-- Source material follows --

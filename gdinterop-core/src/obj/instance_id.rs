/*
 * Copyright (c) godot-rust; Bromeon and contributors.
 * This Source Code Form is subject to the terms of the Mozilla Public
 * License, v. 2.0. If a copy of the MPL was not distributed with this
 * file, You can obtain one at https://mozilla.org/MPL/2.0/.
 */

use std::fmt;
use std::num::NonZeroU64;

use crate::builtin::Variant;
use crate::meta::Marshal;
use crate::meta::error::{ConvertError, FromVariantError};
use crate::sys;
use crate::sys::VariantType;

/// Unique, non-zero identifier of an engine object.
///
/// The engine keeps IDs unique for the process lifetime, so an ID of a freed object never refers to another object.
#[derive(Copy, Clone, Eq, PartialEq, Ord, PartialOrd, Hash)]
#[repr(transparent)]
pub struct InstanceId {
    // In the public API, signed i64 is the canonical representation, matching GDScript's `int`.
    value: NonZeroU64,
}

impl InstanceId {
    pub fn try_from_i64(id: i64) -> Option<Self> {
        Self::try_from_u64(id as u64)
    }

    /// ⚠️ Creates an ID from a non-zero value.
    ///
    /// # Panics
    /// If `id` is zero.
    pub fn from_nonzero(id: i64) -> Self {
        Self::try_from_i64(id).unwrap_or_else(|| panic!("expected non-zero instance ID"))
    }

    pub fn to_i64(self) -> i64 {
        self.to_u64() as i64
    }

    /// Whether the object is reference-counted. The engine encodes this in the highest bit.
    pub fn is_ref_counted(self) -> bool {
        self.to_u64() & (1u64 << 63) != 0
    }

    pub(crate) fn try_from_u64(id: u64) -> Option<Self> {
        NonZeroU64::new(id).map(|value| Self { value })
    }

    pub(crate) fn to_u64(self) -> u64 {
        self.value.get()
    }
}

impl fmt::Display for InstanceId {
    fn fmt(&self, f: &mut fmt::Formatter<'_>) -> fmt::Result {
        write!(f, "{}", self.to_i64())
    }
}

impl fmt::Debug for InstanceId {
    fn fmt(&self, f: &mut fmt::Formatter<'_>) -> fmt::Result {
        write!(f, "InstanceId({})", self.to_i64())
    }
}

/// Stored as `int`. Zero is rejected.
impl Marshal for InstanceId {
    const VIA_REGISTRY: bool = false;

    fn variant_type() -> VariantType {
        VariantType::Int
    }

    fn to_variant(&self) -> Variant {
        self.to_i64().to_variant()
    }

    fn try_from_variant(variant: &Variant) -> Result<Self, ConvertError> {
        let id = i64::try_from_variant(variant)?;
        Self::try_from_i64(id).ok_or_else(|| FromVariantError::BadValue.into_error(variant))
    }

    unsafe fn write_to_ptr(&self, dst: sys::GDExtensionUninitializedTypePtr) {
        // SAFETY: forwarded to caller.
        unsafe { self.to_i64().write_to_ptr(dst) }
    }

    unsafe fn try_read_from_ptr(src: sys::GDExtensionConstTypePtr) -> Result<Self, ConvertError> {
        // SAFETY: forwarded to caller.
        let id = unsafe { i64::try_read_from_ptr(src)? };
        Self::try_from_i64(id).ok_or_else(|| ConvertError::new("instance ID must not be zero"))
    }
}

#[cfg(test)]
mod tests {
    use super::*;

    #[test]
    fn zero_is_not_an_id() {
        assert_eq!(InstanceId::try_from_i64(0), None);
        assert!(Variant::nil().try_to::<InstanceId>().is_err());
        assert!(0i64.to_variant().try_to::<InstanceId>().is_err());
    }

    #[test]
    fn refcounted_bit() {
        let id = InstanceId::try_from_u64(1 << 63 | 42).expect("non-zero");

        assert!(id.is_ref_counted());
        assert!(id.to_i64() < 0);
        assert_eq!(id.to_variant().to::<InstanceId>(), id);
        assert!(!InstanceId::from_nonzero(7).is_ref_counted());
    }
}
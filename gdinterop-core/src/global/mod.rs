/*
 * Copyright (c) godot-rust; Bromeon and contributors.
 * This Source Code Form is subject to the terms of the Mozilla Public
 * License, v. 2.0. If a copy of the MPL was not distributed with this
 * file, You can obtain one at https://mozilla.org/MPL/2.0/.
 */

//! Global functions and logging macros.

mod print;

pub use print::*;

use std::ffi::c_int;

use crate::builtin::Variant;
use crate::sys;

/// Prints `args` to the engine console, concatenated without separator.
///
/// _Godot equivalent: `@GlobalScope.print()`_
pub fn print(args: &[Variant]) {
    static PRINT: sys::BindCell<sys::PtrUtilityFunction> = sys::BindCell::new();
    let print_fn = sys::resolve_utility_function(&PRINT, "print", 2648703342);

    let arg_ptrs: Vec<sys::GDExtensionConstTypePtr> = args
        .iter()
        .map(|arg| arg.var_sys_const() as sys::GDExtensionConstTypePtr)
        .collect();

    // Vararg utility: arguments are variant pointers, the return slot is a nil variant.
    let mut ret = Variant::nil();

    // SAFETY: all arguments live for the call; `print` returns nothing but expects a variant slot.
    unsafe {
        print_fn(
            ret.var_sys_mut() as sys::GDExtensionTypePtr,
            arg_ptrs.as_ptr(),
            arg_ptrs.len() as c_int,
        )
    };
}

-- Source material concluded --

Exercise objective: What you return must be the lines above that run from the line with "use super::*;" to the line with "let id = InstanceId::try_from_u64(1", inclusive, each copied exactly.

Answer to this problem:
    use super::*;

    #[test]
    fn zero_is_not_an_id() {
        assert_eq!(InstanceId::try_from_i64(0), None);
        assert!(Variant::nil().try_to::<InstanceId>().is_err());
        assert!(0i64.to_variant().try_to::<InstanceId>().is_err());
    }

    #[test]
    fn refcounted_bit() {
        let id = InstanceId::try_from_u64(1 << 63 | 42).expect("non-zero");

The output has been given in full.